Department of Neurosurgery, Lo-Hsu Medical Foundation, Lotung Poh-Ai Hospital, Yilan 256, Taiwan.
Department of Emergency Medicine, Lo-Hsu Medical Foundation, Lotung Poh-Ai Hospital, Yilan 256, Taiwan.
Int J Environ Res Public Health. 2021 Jun 2;18(11):5989. doi: 10.3390/ijerph18115989.
To estimate long-term medical resource consumption in patients with subarachnoid aneurysmal hemorrhage (SAH) receiving surgical clipping or endovascular coiling.
From Taiwan's National Health Insurance Research Database, we enrolled patients with aneurysmal SAH who received clipping or coiling. After propensity score matching and adjustment for confounders, a generalized linear mixed model was used to determine significant differences in the accumulative hospital stay (days), intensive care unit (ICU) stay, and total medical cost for aneurysmal SAH, as well as possible subsequent surgical complications and recurrence.
The matching process yielded a final cohort of 8102 patients (4051 and 4051 in endovascular coil embolization and surgical clipping, respectively) who were eligible for further analysis. The mean accumulative hospital stay significantly differed between coiling (31.2 days) and clipping (46.8 days; < 0.0001).
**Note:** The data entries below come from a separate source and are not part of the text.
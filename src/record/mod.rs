//! Record model: message tags and typed sample extraction.
//!
//! Records stay as `serde_json::Value` while they flow through the
//! dispatcher so they can be passed on unchanged; only the fields the
//! aggregation needs are pulled out into typed values.

pub mod kind;
pub mod sample;

pub use kind::{Command, MessageType};
pub use sample::Sample;

/// Key holding the message tag.
pub const TYPE_FIELD: &str = "type";

/// Key holding a control record's command.
pub const COMMAND_FIELD: &str = "command";
use anyhow::Context;
use serde::Serialize;
use std::fs::File;
use std::io::{self, BufWriter, Write};

/// Writes one compact JSON value per line.
pub struct JsonlSink<W: Write> {
    writer: W,
    written: usize,
}

impl<W: Write> JsonlSink<W> {
    pub fn new(writer: W) -> Self {
        Self { writer, written: 0 }
    }

    pub fn write<T: Serialize + ?Sized>(&mut self, item: &T) -> anyhow::Result<()> {
        serde_json::to_writer(&mut self.writer, item)?;
        self.writer.write_all(b"\n")?;
        self.written += 1;
        Ok(())
    }

    pub fn flush(&mut self) -> anyhow::Result<()> {
        self.writer.flush()?;
        Ok(())
    }

    /// Number of lines written so far.
    pub fn written(&self) -> usize {
        self.written
    }

    pub fn into_inner(self) -> W {
        self.writer
    }
}

impl JsonlSink<Box<dyn Write>> {
    /// Create `path` for writing; `-` writes stdout.
    pub fn create(path: &str) -> anyhow::Result<Self> {
        let writer: Box<dyn Write> = if path == "-" {
            Box::new(BufWriter::new(io::stdout()))
        } else {
            let file =
                File::create(path).with_context(|| format!("create output file {}", path))?;
            Box::new(BufWriter::new(file))
        };
        Ok(Self::new(writer))
    }
}
//! Stream dispatcher: pass every record through, then validate and route it.
//!
//! The dispatcher is a pull-driven iterator. Each call to `next` first
//! routes the record handed out by the previous call and only then pulls
//! and hands out the next one, so a consumer always sees a record before it
//! is validated. When routing fails, the error is yielded in place of the
//! next record and the iterator is finished.
//!
//! Control responses are not part of the output sequence. The response of
//! the most recently routed control record is kept aside and can be drained
//! with [`StreamDispatcher::take_response`]. Only one response is held: a
//! response that is not taken before the next control record is routed is
//! replaced.

use crate::error::StreamError;
use crate::io::SourceError;
use crate::record::{COMMAND_FIELD, Command, MessageType, Sample, TYPE_FIELD};
use crate::state::{AggregationState, ControlResponse};
use serde_json::Value;
use std::iter::FusedIterator;

/// Adapter that lifts an infallible record source into the fallible shape.
pub type Records<I> = std::iter::Map<I, fn(Value) -> Result<Value, SourceError>>;

/// Dispatch an in-memory (infallible) sequence of records.
pub fn process_stream<I>(source: I) -> StreamDispatcher<Records<I::IntoIter>>
where
    I: IntoIterator<Item = Value>,
{
    let lift: fn(Value) -> Result<Value, SourceError> = Ok;
    StreamDispatcher::new(source.into_iter().map(lift))
}

/// Dispatch records from a source that can itself fail (I/O, bad JSON).
pub fn process_fallible<I>(source: I) -> StreamDispatcher<I::IntoIter>
where
    I: IntoIterator<Item = Result<Value, SourceError>>,
{
    StreamDispatcher::new(source.into_iter())
}

pub struct StreamDispatcher<I> {
    source: I,
    state: AggregationState,
    /// Record already handed to the consumer but not yet routed.
    pending: Option<Value>,
    response: Option<ControlResponse>,
    emitted: usize,
    finished: bool,
}

impl<I> StreamDispatcher<I>
where
    I: Iterator<Item = Result<Value, SourceError>>,
{
    pub fn new(source: I) -> Self {
        Self {
            source,
            state: AggregationState::new(),
            pending: None,
            response: None,
            emitted: 0,
            finished: false,
        }
    }

    /// Response of the most recently routed control record, if not taken yet.
    ///
    /// The slot holds a single response. Call this after every `next` to see
    /// them all; an untaken response is overwritten by the next control record.
    pub fn take_response(&mut self) -> Option<ControlResponse> {
        self.response.take()
    }

    pub fn state(&self) -> &AggregationState {
        &self.state
    }

    /// Records handed out so far, including one that later failed.
    pub fn emitted(&self) -> usize {
        self.emitted
    }

    fn route(&mut self, record: &Value) -> Result<(), StreamError> {
        let fields = record
            .as_object()
            .ok_or_else(|| StreamError::MalformedRecord {
                record: record.clone(),
            })?;

        let tag = fields
            .get(TYPE_FIELD)
            .ok_or_else(|| StreamError::MissingTypeField {
                record: record.clone(),
            })?;

        match tag.as_str().and_then(MessageType::parse) {
            Some(MessageType::Sample) => {
                let sample = Sample::from_fields(fields, record)?;
                log::trace!(
                    "sample {} t={} at {}",
                    sample.station_name,
                    sample.temperature,
                    sample.timestamp
                );
                self.state.ingest_sample(&sample);
            }
            Some(MessageType::Control) => {
                self.response = self.control(Command::from_value(fields.get(COMMAND_FIELD)));
            }
            None => {
                return Err(StreamError::UnknownMessageType {
                    message_type: tag.clone(),
                    record: record.clone(),
                });
            }
        }

        Ok(())
    }

    fn control(&mut self, command: Command) -> Option<ControlResponse> {
        match command {
            Command::Snapshot => {
                let snapshot = self.state.snapshot();
                log::debug!(
                    "snapshot as of {:?}: {} station(s)",
                    snapshot.as_of,
                    snapshot.stations.len()
                );
                Some(ControlResponse::Snapshot(snapshot))
            }
            Command::Reset => {
                let ack = self.state.reset();
                log::debug!("reset, previous clock {:?}", ack.as_of);
                Some(ControlResponse::Reset(ack))
            }
            Command::Other(name) => {
                log::debug!("ignoring unrecognised control command {:?}", name);
                None
            }
        }
    }
}

impl<I> Iterator for StreamDispatcher<I>
where
    I: Iterator<Item = Result<Value, SourceError>>,
{
    type Item = Result<Value, StreamError>;

    fn next(&mut self) -> Option<Self::Item> {
        if self.finished {
            return None;
        }

        if let Some(record) = self.pending.take() {
            if let Err(e) = self.route(&record) {
                self.finished = true;
                return Some(Err(e));
            }
        }

        match self.source.next() {
            Some(Ok(record)) => {
                self.pending = Some(record.clone());
                self.emitted += 1;
                Some(Ok(record))
            }
            Some(Err(e)) => {
                self.finished = true;
                Some(Err(e.into()))
            }
            None => {
                self.finished = true;
                None
            }
        }
    }
}

impl<I> FusedIterator for StreamDispatcher<I> where I: Iterator<Item = Result<Value, SourceError>> {}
After the generalized linear model adjustment of gamma distribution with a log link, compared with the surgical clipping procedure, the adjusted odds ratios (aOR; 95% confidence interval [CI]) of the medical cost of accumulative hospital stay for the endovascular coil embolization procedure was 0.63 (0.60, 0.66; < 0·0001). The mean accumulative ICU stay significantly differed between the coiling and clipping groups (9.4 vs. 14.9 days; < 0.0001). The aORs (95% CI) of the medical cost of accumulative ICU stay in the endovascular coil embolization group was 0.61 (0.58, 0.64; < 0.0001). The aOR (95% CI) of the total medical cost of index hospitalization in the endovascular coil embolization group was 0·85 (0.82, 0.87; < 0.0001).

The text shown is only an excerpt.